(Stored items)
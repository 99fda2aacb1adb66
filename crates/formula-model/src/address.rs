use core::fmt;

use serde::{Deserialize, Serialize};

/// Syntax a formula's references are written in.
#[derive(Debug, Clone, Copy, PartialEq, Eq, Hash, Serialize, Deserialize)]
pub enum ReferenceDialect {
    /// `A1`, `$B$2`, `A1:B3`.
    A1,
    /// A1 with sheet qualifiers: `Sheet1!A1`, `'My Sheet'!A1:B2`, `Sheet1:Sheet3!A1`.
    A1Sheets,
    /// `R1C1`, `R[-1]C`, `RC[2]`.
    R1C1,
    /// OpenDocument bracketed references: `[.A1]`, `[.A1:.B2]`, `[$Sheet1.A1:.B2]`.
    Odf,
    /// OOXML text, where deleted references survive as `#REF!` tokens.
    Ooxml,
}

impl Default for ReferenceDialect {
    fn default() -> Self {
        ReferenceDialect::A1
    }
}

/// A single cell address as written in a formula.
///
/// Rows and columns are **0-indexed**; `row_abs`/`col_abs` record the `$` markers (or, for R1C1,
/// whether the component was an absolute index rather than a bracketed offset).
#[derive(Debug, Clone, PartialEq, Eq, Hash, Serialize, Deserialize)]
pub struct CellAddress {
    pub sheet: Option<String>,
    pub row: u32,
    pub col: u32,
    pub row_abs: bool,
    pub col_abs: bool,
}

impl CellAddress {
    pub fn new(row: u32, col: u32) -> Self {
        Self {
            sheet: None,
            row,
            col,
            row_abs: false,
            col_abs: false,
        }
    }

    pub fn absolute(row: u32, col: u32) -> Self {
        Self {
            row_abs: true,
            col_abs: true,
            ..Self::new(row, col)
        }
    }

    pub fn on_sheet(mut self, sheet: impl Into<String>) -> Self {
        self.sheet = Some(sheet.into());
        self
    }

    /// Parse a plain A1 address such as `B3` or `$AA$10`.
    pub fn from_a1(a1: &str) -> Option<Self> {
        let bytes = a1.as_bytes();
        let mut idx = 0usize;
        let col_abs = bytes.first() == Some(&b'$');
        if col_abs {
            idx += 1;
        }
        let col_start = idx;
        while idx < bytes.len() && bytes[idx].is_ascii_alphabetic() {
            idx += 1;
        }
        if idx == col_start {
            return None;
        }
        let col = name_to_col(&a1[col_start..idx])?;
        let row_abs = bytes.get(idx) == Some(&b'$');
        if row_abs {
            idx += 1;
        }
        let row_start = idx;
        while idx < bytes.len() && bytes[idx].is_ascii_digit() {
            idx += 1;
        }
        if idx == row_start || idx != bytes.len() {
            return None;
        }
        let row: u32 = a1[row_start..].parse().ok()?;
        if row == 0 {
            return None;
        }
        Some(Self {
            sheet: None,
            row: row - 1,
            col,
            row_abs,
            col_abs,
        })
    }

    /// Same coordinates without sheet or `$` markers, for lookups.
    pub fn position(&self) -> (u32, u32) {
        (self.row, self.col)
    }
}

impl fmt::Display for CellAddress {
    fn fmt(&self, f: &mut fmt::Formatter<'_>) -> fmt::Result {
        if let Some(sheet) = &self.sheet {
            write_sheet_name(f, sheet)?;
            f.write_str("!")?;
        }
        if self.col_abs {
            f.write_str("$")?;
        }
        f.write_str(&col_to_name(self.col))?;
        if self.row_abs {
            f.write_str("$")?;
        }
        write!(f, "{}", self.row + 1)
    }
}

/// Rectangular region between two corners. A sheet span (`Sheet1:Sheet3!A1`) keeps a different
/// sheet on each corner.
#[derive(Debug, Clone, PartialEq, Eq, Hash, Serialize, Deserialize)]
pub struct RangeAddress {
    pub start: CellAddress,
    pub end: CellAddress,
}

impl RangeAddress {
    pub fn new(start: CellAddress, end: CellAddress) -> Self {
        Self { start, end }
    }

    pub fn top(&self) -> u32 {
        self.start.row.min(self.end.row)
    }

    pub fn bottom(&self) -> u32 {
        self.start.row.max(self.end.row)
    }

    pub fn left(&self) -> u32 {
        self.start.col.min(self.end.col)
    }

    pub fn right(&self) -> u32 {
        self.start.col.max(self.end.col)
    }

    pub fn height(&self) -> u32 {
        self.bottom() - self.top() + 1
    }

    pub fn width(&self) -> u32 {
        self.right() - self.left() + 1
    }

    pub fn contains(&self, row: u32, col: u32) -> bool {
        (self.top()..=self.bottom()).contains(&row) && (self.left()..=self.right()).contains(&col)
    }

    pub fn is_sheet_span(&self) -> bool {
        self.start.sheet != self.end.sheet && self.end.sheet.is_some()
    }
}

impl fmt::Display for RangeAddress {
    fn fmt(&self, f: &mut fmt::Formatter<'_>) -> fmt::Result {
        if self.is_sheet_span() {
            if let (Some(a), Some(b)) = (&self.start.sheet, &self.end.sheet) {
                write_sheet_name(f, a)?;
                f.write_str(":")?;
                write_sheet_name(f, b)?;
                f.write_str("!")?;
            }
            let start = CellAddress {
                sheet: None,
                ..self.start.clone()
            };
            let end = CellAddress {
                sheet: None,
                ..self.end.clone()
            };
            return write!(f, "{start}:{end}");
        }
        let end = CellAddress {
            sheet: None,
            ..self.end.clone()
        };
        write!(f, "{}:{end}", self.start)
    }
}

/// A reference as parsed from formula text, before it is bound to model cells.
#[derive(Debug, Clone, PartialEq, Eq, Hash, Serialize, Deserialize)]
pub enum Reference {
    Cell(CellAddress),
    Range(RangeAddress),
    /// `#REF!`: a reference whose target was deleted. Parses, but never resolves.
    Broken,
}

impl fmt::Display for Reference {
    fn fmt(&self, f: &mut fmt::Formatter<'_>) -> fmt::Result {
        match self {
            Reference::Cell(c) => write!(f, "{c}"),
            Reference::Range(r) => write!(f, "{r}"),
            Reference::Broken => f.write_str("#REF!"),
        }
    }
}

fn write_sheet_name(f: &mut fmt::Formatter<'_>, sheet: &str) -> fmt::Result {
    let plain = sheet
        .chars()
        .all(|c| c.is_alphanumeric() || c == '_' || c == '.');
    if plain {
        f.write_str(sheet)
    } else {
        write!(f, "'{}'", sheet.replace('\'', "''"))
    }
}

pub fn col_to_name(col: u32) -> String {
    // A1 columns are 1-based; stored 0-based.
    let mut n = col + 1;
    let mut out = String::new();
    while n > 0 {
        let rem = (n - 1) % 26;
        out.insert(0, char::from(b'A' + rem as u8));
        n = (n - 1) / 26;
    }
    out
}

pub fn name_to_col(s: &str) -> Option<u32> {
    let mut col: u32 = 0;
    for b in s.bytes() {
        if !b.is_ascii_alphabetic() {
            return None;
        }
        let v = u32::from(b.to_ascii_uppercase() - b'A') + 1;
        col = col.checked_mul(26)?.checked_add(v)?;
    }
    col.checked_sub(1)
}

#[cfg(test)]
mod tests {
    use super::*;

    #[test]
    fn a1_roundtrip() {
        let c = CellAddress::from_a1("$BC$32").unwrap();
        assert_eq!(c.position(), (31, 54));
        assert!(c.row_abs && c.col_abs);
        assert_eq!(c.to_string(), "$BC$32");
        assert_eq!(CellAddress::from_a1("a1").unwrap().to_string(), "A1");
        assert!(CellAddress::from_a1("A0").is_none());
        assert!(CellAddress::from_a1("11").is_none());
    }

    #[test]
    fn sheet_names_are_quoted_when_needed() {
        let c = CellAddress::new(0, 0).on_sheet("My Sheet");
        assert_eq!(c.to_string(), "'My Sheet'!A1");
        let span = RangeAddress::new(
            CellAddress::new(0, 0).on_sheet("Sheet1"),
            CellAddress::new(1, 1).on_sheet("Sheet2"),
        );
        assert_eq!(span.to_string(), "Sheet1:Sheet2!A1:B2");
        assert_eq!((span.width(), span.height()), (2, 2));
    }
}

* [INSTRUCTIONS FOR THE TASK]
Now write the data shown above out again, word for word.

* [EXERCISE SOLUTION]
repository 99fda2aacb1adb66
filename crates/formula-model/src/address.rs
use core::fmt;

use serde::{Deserialize, Serialize};

/// Syntax a formula's references are written in.
#[derive(Debug, Clone, Copy, PartialEq, Eq, Hash, Serialize, Deserialize)]
pub enum ReferenceDialect {
    /// `A1`, `$B$2`, `A1:B3`.
    A1,
    /// A1 with sheet qualifiers: `Sheet1!A1`, `'My Sheet'!A1:B2`, `Sheet1:Sheet3!A1`.
    A1Sheets,
    /// `R1C1`, `R[-1]C`, `RC[2]`.
    R1C1,
    /// OpenDocument bracketed references: `[.A1]`, `[.A1:.B2]`, `[$Sheet1.A1:.B2]`.
    Odf,
    /// OOXML text, where deleted references survive as `#REF!` tokens.
    Ooxml,
}

impl Default for ReferenceDialect {
    fn default() -> Self {
        ReferenceDialect::A1
    }
}

/// A single cell address as written in a formula.
///
/// Rows and columns are **0-indexed**; `row_abs`/`col_abs` record the `$` markers (or, for R1C1,
/// whether the component was an absolute index rather than a bracketed offset).
#[derive(Debug, Clone, PartialEq, Eq, Hash, Serialize, Deserialize)]
pub struct CellAddress {
    pub sheet: Option<String>,
    pub row: u32,
    pub col: u32,
    pub row_abs: bool,
    pub col_abs: bool,
}

impl CellAddress {
    pub fn new(row: u32, col: u32) -> Self {
        Self {
            sheet: None,
            row,
            col,
            row_abs: false,
            col_abs: false,
        }
    }

    pub fn absolute(row: u32, col: u32) -> Self {
        Self {
            row_abs: true,
            col_abs: true,
            ..Self::new(row, col)
        }
    }

    pub fn on_sheet(mut self, sheet: impl Into<String>) -> Self {
        self.sheet = Some(sheet.into());
        self
    }

    /// Parse a plain A1 address such as `B3` or `$AA$10`.
    pub fn from_a1(a1: &str) -> Option<Self> {
        let bytes = a1.as_bytes();
        let mut idx = 0usize;
        let col_abs = bytes.first() == Some(&b'$');
        if col_abs {
            idx += 1;
        }
        let col_start = idx;
        while idx < bytes.len() && bytes[idx].is_ascii_alphabetic() {
            idx += 1;
        }
        if idx == col_start {
            return None;
        }
        let col = name_to_col(&a1[col_start..idx])?;
        let row_abs = bytes.get(idx) == Some(&b'$');
        if row_abs {
            idx += 1;
        }
        let row_start = idx;
        while idx < bytes.len() && bytes[idx].is_ascii_digit() {
            idx += 1;
        }
        if idx == row_start || idx != bytes.len() {
            return None;
        }
        let row: u32 = a1[row_start..].parse().ok()?;
        if row == 0 {
            return None;
        }
        Some(Self {
            sheet: None,
            row: row - 1,
            col,
            row_abs,
            col_abs,
        })
    }

    /// Same coordinates without sheet or `$` markers, for lookups.
    pub fn position(&self) -> (u32, u32) {
        (self.row, self.col)
    }
}

impl fmt::Display for CellAddress {
    fn fmt(&self, f: &mut fmt::Formatter<'_>) -> fmt::Result {
        if let Some(sheet) = &self.sheet {
            write_sheet_name(f, sheet)?;
            f.write_str("!")?;
        }
        if self.col_abs {
            f.write_str("$")?;
        }
        f.write_str(&col_to_name(self.col))?;
        if self.row_abs {
            f.write_str("$")?;
        }
        write!(f, "{}", self.row + 1)
    }
}

/// Rectangular region between two corners. A sheet span (`Sheet1:Sheet3!A1`) keeps a different
/// sheet on each corner.
#[derive(Debug, Clone, PartialEq, Eq, Hash, Serialize, Deserialize)]
pub struct RangeAddress {
    pub start: CellAddress,
    pub end: CellAddress,
}

impl RangeAddress {
    pub fn new(start: CellAddress, end: CellAddress) -> Self {
        Self { start, end }
    }

    pub fn top(&self) -> u32 {
        self.start.row.min(self.end.row)
    }

    pub fn bottom(&self) -> u32 {
        self.start.row.max(self.end.row)
    }

    pub fn left(&self) -> u32 {
        self.start.col.min(self.end.col)
    }

    pub fn right(&self) -> u32 {
        self.start.col.max(self.end.col)
    }

    pub fn height(&self) -> u32 {
        self.bottom() - self.top() + 1
    }

    pub fn width(&self) -> u32 {
        self.right() - self.left() + 1
    }

    pub fn contains(&self, row: u32, col: u32) -> bool {
        (self.top()..=self.bottom()).contains(&row) && (self.left()..=self.right()).contains(&col)
    }

    pub fn is_sheet_span(&self) -> bool {
        self.start.sheet != self.end.sheet && self.end.sheet.is_some()
    }
}

impl fmt::Display for RangeAddress {
    fn fmt(&self, f: &mut fmt::Formatter<'_>) -> fmt::Result {
        if self.is_sheet_span() {
            if let (Some(a), Some(b)) = (&self.start.sheet, &self.end.sheet) {
                write_sheet_name(f, a)?;
                f.write_str(":")?;
                write_sheet_name(f, b)?;
                f.write_str("!")?;
            }
            let start = CellAddress {
                sheet: None,
                ..self.start.clone()
            };
            let end = CellAddress {
                sheet: None,
                ..self.end.clone()
            };
            return write!(f, "{start}:{end}");
        }
        let end = CellAddress {
            sheet: None,
            ..self.end.clone()
        };
        write!(f, "{}:{end}", self.start)
    }
}

/// A reference as parsed from formula text, before it is bound to model cells.
#[derive(Debug, Clone, PartialEq, Eq, Hash, Serialize, Deserialize)]
pub enum Reference {
    Cell(CellAddress),
    Range(RangeAddress),
    /// `#REF!`: a reference whose target was deleted. Parses, but never resolves.
    Broken,
}

impl fmt::Display for Reference {
    fn fmt(&self, f: &mut fmt::Formatter<'_>) -> fmt::Result {
        match self {
            Reference::Cell(c) => write!(f, "{c}"),
            Reference::Range(r) => write!(f, "{r}"),
            Reference::Broken => f.write_str("#REF!"),
        }
    }
}

fn write_sheet_name(f: &mut fmt::Formatter<'_>, sheet: &str) -> fmt::Result {
    let plain = sheet
        .chars()
        .all(|c| c.is_alphanumeric() || c == '_' || c == '.');
    if plain {
        f.write_str(sheet)
    } else {
        write!(f, "'{}'", sheet.replace('\'', "''"))
    }
}

pub fn col_to_name(col: u32) -> String {
    // A1 columns are 1-based; stored 0-based.
    let mut n = col + 1;
    let mut out = String::new();
    while n > 0 {
        let rem = (n - 1) % 26;
        out.insert(0, char::from(b'A' + rem as u8));
        n = (n - 1) / 26;
    }
    out
}

pub fn name_to_col(s: &str) -> Option<u32> {
    let mut col: u32 = 0;
    for b in s.bytes() {
        if !b.is_ascii_alphabetic() {
            return None;
        }
        let v = u32::from(b.to_ascii_uppercase() - b'A') + 1;
        col = col.checked_mul(26)?.checked_add(v)?;
    }
    col.checked_sub(1)
}

#[cfg(test)]
mod tests {
    use super::*;

    #[test]
    fn a1_roundtrip() {
        let c = CellAddress::from_a1("$BC$32").unwrap();
        assert_eq!(c.position(), (31, 54));
        assert!(c.row_abs && c.col_abs);
        assert_eq!(c.to_string(), "$BC$32");
        assert_eq!(CellAddress::from_a1("a1").unwrap().to_string(), "A1");
        assert!(CellAddress::from_a1("A0").is_none());
        assert!(CellAddress::from_a1("11").is_none());
    }

    #[test]
    fn sheet_names_are_quoted_when_needed() {
        let c = CellAddress::new(0, 0).on_sheet("My Sheet");
        assert_eq!(c.to_string(), "'My Sheet'!A1");
        let span = RangeAddress::new(
            CellAddress::new(0, 0).on_sheet("Sheet1"),
            CellAddress::new(1, 1).on_sheet("Sheet2"),
        );
        assert_eq!(span.to_string(), "Sheet1:Sheet2!A1:B2");
        assert_eq!((span.width(), span.height()), (2, 2));
    }
}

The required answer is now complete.